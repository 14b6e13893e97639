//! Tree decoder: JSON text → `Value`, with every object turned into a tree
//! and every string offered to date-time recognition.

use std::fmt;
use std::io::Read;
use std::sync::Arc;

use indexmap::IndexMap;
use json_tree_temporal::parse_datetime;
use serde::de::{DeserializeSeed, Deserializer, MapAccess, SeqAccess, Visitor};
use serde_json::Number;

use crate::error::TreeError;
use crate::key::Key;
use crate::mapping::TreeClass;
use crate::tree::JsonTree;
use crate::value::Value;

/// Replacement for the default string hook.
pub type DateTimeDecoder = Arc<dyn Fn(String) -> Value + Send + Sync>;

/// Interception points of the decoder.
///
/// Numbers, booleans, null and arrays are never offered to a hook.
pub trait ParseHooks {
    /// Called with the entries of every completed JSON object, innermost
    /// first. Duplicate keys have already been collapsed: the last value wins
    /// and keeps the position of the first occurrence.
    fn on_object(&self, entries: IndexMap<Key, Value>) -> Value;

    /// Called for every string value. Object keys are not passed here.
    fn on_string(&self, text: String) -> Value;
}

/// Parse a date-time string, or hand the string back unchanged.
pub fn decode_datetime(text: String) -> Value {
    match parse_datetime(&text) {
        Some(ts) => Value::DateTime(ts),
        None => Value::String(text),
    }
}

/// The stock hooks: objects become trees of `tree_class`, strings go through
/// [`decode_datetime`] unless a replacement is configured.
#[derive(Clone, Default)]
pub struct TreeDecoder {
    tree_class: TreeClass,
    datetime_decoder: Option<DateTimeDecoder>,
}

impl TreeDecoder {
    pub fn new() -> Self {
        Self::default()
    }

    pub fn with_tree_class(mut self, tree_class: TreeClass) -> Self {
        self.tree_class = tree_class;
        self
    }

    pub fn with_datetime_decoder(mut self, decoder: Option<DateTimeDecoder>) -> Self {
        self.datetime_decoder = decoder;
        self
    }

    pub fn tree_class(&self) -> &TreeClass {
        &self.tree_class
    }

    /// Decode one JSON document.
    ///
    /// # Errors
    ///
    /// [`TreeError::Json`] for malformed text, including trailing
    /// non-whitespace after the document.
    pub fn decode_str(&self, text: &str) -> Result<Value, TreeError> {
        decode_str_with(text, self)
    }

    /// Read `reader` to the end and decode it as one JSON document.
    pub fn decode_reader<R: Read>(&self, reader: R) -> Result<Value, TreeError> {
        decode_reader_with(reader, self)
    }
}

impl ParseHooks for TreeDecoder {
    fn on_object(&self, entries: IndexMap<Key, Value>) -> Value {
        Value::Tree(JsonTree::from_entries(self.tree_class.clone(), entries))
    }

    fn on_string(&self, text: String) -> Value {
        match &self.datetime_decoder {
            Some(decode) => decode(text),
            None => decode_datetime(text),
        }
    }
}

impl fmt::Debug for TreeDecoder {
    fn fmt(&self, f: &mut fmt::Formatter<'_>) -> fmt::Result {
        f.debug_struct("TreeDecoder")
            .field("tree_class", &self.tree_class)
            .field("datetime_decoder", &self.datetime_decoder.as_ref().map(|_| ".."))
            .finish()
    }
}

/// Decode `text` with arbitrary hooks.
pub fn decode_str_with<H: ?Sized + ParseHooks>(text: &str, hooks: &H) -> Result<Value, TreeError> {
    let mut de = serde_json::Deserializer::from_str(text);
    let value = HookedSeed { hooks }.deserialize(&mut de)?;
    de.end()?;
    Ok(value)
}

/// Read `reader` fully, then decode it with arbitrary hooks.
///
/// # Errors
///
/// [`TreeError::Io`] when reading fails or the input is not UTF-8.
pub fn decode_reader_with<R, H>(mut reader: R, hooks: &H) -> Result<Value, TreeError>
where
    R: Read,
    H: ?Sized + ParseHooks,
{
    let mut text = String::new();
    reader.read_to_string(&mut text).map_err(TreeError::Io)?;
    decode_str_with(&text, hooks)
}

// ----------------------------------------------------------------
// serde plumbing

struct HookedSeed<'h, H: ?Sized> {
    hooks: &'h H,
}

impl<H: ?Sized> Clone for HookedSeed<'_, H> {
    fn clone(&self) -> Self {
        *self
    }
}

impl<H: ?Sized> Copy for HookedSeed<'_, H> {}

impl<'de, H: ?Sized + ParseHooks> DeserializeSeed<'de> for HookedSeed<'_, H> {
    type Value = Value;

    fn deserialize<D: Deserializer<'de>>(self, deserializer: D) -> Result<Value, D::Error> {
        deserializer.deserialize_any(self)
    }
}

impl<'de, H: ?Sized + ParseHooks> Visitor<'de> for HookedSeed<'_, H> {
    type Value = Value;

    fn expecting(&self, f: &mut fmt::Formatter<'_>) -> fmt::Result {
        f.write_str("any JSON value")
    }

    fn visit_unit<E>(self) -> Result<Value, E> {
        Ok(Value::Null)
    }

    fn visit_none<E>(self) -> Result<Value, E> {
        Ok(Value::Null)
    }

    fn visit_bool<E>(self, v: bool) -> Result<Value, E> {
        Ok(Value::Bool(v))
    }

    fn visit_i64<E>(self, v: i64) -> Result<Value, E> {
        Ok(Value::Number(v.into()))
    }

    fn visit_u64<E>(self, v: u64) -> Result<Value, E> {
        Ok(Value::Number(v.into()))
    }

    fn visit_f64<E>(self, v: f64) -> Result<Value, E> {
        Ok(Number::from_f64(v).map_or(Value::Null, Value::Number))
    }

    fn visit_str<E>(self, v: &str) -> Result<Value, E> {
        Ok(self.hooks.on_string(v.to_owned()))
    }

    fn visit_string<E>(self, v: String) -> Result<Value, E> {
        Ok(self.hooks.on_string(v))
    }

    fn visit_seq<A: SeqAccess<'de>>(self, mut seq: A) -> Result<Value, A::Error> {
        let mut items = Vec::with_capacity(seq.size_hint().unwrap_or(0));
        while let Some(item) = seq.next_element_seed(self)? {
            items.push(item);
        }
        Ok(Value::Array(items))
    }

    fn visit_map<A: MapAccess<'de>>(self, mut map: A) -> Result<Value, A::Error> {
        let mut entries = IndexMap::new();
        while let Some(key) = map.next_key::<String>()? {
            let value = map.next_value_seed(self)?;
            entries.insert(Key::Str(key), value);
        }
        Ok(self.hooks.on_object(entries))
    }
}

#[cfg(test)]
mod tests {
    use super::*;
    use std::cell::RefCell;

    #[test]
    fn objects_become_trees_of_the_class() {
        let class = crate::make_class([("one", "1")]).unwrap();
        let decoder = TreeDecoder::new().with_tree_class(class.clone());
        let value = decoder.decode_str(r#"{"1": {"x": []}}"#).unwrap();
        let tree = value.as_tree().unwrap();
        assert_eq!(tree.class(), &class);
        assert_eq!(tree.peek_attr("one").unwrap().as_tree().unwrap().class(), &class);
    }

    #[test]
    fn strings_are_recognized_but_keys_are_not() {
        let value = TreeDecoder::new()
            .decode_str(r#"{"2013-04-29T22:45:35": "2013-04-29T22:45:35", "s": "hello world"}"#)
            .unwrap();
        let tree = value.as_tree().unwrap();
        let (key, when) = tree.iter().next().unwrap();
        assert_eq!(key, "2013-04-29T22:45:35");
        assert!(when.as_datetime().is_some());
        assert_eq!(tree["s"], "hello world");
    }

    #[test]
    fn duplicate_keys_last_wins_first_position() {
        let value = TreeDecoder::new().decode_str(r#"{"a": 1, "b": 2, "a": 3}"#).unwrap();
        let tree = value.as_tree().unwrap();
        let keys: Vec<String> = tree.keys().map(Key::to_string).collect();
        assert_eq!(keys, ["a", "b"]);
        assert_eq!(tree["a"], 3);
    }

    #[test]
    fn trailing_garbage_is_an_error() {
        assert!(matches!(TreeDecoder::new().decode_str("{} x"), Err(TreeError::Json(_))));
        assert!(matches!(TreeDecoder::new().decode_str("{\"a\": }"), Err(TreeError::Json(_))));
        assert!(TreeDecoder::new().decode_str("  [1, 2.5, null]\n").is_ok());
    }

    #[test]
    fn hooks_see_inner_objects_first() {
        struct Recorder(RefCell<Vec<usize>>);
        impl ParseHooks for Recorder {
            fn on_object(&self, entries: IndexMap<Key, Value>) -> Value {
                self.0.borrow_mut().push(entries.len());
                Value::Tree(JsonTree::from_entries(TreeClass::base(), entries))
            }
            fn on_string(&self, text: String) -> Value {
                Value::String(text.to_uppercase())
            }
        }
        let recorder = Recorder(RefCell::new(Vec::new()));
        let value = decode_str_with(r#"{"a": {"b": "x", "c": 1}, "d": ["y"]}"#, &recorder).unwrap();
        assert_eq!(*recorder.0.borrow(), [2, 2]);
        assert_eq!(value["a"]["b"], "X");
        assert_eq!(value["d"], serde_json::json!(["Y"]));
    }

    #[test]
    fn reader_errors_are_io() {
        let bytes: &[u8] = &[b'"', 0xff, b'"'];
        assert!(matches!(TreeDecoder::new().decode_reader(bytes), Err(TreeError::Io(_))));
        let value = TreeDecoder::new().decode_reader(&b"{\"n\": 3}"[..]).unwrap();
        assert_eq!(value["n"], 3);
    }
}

==

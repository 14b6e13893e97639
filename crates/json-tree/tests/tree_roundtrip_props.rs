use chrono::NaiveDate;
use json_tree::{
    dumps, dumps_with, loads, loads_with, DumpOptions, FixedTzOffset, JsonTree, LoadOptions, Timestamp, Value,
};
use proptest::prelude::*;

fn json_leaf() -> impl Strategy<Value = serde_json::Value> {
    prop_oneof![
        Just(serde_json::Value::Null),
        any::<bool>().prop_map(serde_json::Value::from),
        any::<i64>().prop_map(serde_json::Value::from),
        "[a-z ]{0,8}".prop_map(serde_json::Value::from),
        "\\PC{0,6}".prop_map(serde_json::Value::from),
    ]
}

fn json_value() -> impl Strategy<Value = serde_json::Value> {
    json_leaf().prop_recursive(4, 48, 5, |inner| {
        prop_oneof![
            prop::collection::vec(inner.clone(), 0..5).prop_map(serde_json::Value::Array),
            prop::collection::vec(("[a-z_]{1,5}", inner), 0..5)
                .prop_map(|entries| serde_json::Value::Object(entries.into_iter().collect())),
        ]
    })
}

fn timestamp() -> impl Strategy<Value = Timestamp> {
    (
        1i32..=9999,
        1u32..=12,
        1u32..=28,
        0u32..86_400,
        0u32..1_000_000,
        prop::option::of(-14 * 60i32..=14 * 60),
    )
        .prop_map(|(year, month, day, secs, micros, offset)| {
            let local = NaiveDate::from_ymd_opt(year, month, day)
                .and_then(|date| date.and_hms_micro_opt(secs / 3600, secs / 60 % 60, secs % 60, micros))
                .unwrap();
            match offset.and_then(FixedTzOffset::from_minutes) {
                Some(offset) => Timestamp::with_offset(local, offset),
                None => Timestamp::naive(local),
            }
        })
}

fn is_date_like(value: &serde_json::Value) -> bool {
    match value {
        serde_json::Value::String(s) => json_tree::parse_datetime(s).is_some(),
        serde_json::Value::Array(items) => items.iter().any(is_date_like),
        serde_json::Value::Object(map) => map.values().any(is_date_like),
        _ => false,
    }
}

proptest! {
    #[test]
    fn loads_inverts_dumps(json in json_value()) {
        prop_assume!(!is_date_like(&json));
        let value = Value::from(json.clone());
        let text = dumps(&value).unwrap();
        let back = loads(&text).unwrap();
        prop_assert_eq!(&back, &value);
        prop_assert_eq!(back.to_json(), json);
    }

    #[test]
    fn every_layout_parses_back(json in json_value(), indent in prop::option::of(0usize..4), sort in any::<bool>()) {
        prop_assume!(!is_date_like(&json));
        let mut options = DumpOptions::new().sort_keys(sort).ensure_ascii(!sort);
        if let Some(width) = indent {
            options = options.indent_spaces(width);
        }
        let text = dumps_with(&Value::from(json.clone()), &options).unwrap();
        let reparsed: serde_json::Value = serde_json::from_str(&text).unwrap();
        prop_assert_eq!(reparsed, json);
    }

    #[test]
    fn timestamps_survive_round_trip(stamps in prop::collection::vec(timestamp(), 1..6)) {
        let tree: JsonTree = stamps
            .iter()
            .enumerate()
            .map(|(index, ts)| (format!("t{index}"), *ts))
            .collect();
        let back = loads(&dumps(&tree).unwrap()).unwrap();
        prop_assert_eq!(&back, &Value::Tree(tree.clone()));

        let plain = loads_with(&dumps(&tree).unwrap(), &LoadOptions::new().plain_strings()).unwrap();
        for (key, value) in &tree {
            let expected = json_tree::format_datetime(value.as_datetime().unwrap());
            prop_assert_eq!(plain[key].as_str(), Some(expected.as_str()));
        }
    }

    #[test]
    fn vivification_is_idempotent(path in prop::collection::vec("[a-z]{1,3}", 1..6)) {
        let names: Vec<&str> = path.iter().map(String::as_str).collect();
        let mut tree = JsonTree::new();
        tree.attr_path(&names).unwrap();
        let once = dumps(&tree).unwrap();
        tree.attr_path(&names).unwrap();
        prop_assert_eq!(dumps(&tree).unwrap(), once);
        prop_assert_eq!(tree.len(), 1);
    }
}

→ EXERCISE AIM: Return a copy of every line in the records that includes the string "when".

→ FINISHED EXERCISE:
/// [`TreeError::Io`] when reading fails or the input is not UTF-8.
        let (key, when) = tree.iter().next().unwrap();
        assert!(when.as_datetime().is_some());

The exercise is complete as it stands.